→ Exercise: Check the entries below and say how many lines include the word "Encoding". No other text is wanted.

→ Given records:
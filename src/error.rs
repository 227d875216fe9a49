// Error types for webber.
// Covers URL construction, transport, decoding, and local store failures.

use thiserror::Error;

#[derive(Error, Debug)]
pub enum WebberError {
    #[error("Invalid URL: {0}")]
    InvalidUrl(String),

    #[error("Network error: {0}")]
    Network(#[from] reqwest::Error),

    #[error("HTTP {status} from {url}")]
    Status { status: u16, url: String },

    #[error("Response body is not valid UTF-8: {0}")]
    Encoding(#[from] std::string::FromUtf8Error),

    #[error("JSON parsing error: {0}")]
    Json(#[from] serde_json::Error),

    #[error("Expected a JSON array, found {0}")]
    NotAnArray(&'static str),

    #[error("IO error: {0}")]
    Io(#[from] std::io::Error),

    #[error("Missing WEBBER_SERVER environment variable")]
    MissingServer,

    #[error("{0}")]
    Other(String),
}

impl WebberError {
    /// Whether this error came from the network side of a lookup.
    pub fn is_network(&self) -> bool {
        matches!(
            self,
            WebberError::InvalidUrl(_)
                | WebberError::Network(_)
                | WebberError::Status { .. }
                | WebberError::Encoding(_)
        )
    }

    /// Whether this error came from decoding a body as a JSON array.
    pub fn is_decode(&self) -> bool {
        matches!(self, WebberError::Json(_) | WebberError::NotAnArray(_))
    }
}

pub type Result<T> = std::result::Result<T, WebberError>;
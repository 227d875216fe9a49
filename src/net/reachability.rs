// Reachability probes.
// Reports whether a default network route is usable, never whether a given server answers.

use std::net::{Ipv4Addr, SocketAddr, SocketAddrV4, UdpSocket};
use std::sync::atomic::{AtomicBool, Ordering};

use tracing::debug;

/// Answers whether the device currently has a usable network path.
pub trait Reachability: Send + Sync {
    fn is_reachable(&self) -> bool;
}

/// Asks the OS for a route to a public address.
///
/// Connecting a UDP socket only selects a route; no packet leaves the host.
/// Any failure along the way reports unreachable.
#[derive(Debug, Clone, Copy)]
pub struct RouteProbe {
    target: SocketAddr,
}

impl RouteProbe {
    pub fn new(target: SocketAddr) -> Self {
        Self { target }
    }
}

impl Default for RouteProbe {
    fn default() -> Self {
        Self::new(SocketAddr::V4(SocketAddrV4::new(Ipv4Addr::new(8, 8, 8, 8), 53)))
    }
}

impl Reachability for RouteProbe {
    fn is_reachable(&self) -> bool {
        let socket = match UdpSocket::bind((Ipv4Addr::UNSPECIFIED, 0)) {
            Ok(socket) => socket,
            Err(e) => {
                debug!(error = %e, "Reachability probe could not bind");
                return false;
            }
        };

        match socket.connect(self.target) {
            Ok(()) => true,
            Err(e) => {
                debug!(target = %self.target, error = %e, "No route");
                false
            }
        }
    }
}

/// Reachability switch set by the embedding application.
#[derive(Debug)]
pub struct ManualReachability {
    online: AtomicBool,
}

impl ManualReachability {
    pub fn new(online: bool) -> Self {
        Self {
            online: AtomicBool::new(online),
        }
    }

    pub fn set_online(&self, online: bool) {
        self.online.store(online, Ordering::SeqCst);
    }
}

impl Reachability for ManualReachability {
    fn is_reachable(&self) -> bool {
        self.online.load(Ordering::SeqCst)
    }
}
// Key-value stores backing the offline cache.
// Provides an in-memory store and a persistent JSON file store with atomic writes.

use std::collections::{BTreeMap, HashMap};
use std::fs;
use std::io::Write;
use std::path::{Path, PathBuf};
use std::sync::{Mutex, MutexGuard};

use chrono::{DateTime, Utc};
use serde::{Deserialize, Serialize};
use tracing::{debug, warn};

use crate::error::Result;

/// String-keyed store used purely as a cache.
///
/// Individual `get` and `set` calls are atomic. Nothing is sequenced across calls.
pub trait KeyValueStore: Send + Sync {
    /// Read the value stored under `key`.
    fn get(&self, key: &str) -> Option<String>;

    /// Store `value` under `key`, replacing any previous value.
    fn set(&self, key: &str, value: &str) -> Result<()>;
}

fn lock<T>(mutex: &Mutex<T>) -> MutexGuard<'_, T> {
    mutex.lock().unwrap_or_else(|poisoned| poisoned.into_inner())
}

/// Process-local store with no persistence.
#[derive(Debug, Default)]
pub struct MemoryStore {
    map: Mutex<HashMap<String, String>>,
}

impl MemoryStore {
    pub fn new() -> Self {
        Self::default()
    }

    pub fn len(&self) -> usize {
        lock(&self.map).len()
    }

    pub fn is_empty(&self) -> bool {
        self.len() == 0
    }
}

impl KeyValueStore for MemoryStore {
    fn get(&self, key: &str) -> Option<String> {
        lock(&self.map).get(key).cloned()
    }

    fn set(&self, key: &str, value: &str) -> Result<()> {
        lock(&self.map).insert(key.to_string(), value.to_string());
        Ok(())
    }
}

/// A stored value with metadata.
#[derive(Debug, Clone, PartialEq, Serialize, Deserialize)]
pub struct StoredEntry {
    /// The raw text as received from the server.
    pub value: String,
    /// When the value was written.
    pub cached_at: DateTime<Utc>,
}

impl StoredEntry {
    pub fn new(value: impl Into<String>) -> Self {
        Self {
            value: value.into(),
            cached_at: Utc::now(),
        }
    }
}

/// Persistent store kept in a single JSON file.
///
/// The whole map is loaded on open and rewritten on every `set`.
#[derive(Debug)]
pub struct FileStore {
    path: PathBuf,
    entries: Mutex<BTreeMap<String, StoredEntry>>,
}

impl FileStore {
    /// Open the store at `path`. A missing or unreadable file opens empty.
    pub fn open(path: impl Into<PathBuf>) -> Self {
        let path = path.into();
        let entries = match read_entries(&path) {
            Ok(entries) => entries,
            Err(e) => {
                warn!(path = %path.display(), error = %e, "Discarding unreadable offline store");
                BTreeMap::new()
            }
        };
        debug!(path = %path.display(), entries = entries.len(), "Opened offline store");

        Self {
            path,
            entries: Mutex::new(entries),
        }
    }

    /// Location of the backing file.
    pub fn path(&self) -> &Path {
        &self.path
    }

    /// When the value under `key` was last written.
    pub fn cached_at(&self, key: &str) -> Option<DateTime<Utc>> {
        lock(&self.entries).get(key).map(|entry| entry.cached_at)
    }

    pub fn len(&self) -> usize {
        lock(&self.entries).len()
    }

    pub fn is_empty(&self) -> bool {
        self.len() == 0
    }
}

impl KeyValueStore for FileStore {
    fn get(&self, key: &str) -> Option<String> {
        lock(&self.entries).get(key).map(|entry| entry.value.clone())
    }

    fn set(&self, key: &str, value: &str) -> Result<()> {
        // Hold the lock across the write so concurrent sets cannot reorder on disk.
        // Memory only changes once the file has been written.
        let mut entries = lock(&self.entries);
        let mut updated = entries.clone();
        updated.insert(key.to_string(), StoredEntry::new(value));
        write_entries(&self.path, &updated)?;
        *entries = updated;
        Ok(())
    }
}

fn read_entries(path: &Path) -> Result<BTreeMap<String, StoredEntry>> {
    if !path.exists() {
        return Ok(BTreeMap::new());
    }

    let contents = fs::read_to_string(path)?;
    Ok(serde_json::from_str(&contents)?)
}

fn write_entries(path: &Path, entries: &BTreeMap<String, StoredEntry>) -> Result<()> {
    // Ensure parent directory exists
    if let Some(parent) = path.parent() {
        fs::create_dir_all(parent)?;
    }

    let json = serde_json::to_string_pretty(entries)?;

    // Write atomically via temp file
    let temp_path = path.with_extension("tmp");
    let mut file = fs::File::create(&temp_path)?;
    file.write_all(json.as_bytes())?;
    file.sync_all()?;
    fs::rename(&temp_path, path)?;

    Ok(())
}
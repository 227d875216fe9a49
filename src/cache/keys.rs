// Cache key construction.
// Keys encode the operation kind and full server address so entries never collide.

use std::fmt;

/// Prefix shared by every offline cache entry.
pub const NAMESPACE: &str = "__WEBBER_OFFLINE";

/// Which retrieval mode an entry belongs to.
#[derive(Debug, Clone, Copy, PartialEq, Eq, Hash)]
pub enum CacheKind {
    /// Raw response text.
    Text,
    /// Response text that is decoded as a JSON array on read.
    JsonArray,
}

impl CacheKind {
    pub fn as_str(&self) -> &'static str {
        match self {
            CacheKind::Text => "getFromAPI",
            CacheKind::JsonArray => "getJSONArrayFromAPI",
        }
    }
}

impl fmt::Display for CacheKind {
    fn fmt(&self, f: &mut fmt::Formatter<'_>) -> fmt::Result {
        f.write_str(self.as_str())
    }
}

/// Build the store key for `path` on `server`.
///
/// The path is used verbatim: `"a"` and `"/a"` are distinct keys.
pub fn cache_key(kind: CacheKind, server: &str, path: &str) -> String {
    format!("{}_{}_{}/{}", NAMESPACE, kind, server, path)
}

#[cfg(test)]
mod tests {
    use super::*;

    #[test]
    fn test_key_layout() {
        assert_eq!(
            cache_key(CacheKind::Text, "https://api.example.com", "users"),
            "__WEBBER_OFFLINE_getFromAPI_https://api.example.com/users"
        );
        assert_eq!(
            cache_key(CacheKind::JsonArray, "https://api.example.com", "users"),
            "__WEBBER_OFFLINE_getJSONArrayFromAPI_https://api.example.com/users"
        );
    }

    #[test]
    fn test_kinds_never_collide() {
        for path in ["", "users", "users/1?x=y", "/leading"] {
            assert_ne!(
                cache_key(CacheKind::Text, "http://s", path),
                cache_key(CacheKind::JsonArray, "http://s", path)
            );
        }
    }

    #[test]
    fn test_servers_never_collide() {
        let a = cache_key(CacheKind::Text, "http://one.test", "items");
        let b = cache_key(CacheKind::Text, "http://two.test", "items");
        assert_ne!(a, b);
    }

    #[test]
    fn test_leading_slash_is_distinct() {
        assert_ne!(
            cache_key(CacheKind::Text, "http://s", "items"),
            cache_key(CacheKind::Text, "http://s", "/items")
        );
    }
}
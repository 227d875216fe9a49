// Network module.
// Provides the GET fetcher and the reachability probe consulted before each request.

pub mod fetch;
pub mod reachability;

pub use fetch::{Fetcher, HttpFetcher, request_url};
pub use reachability::{ManualReachability, Reachability, RouteProbe};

→ Written solution: 2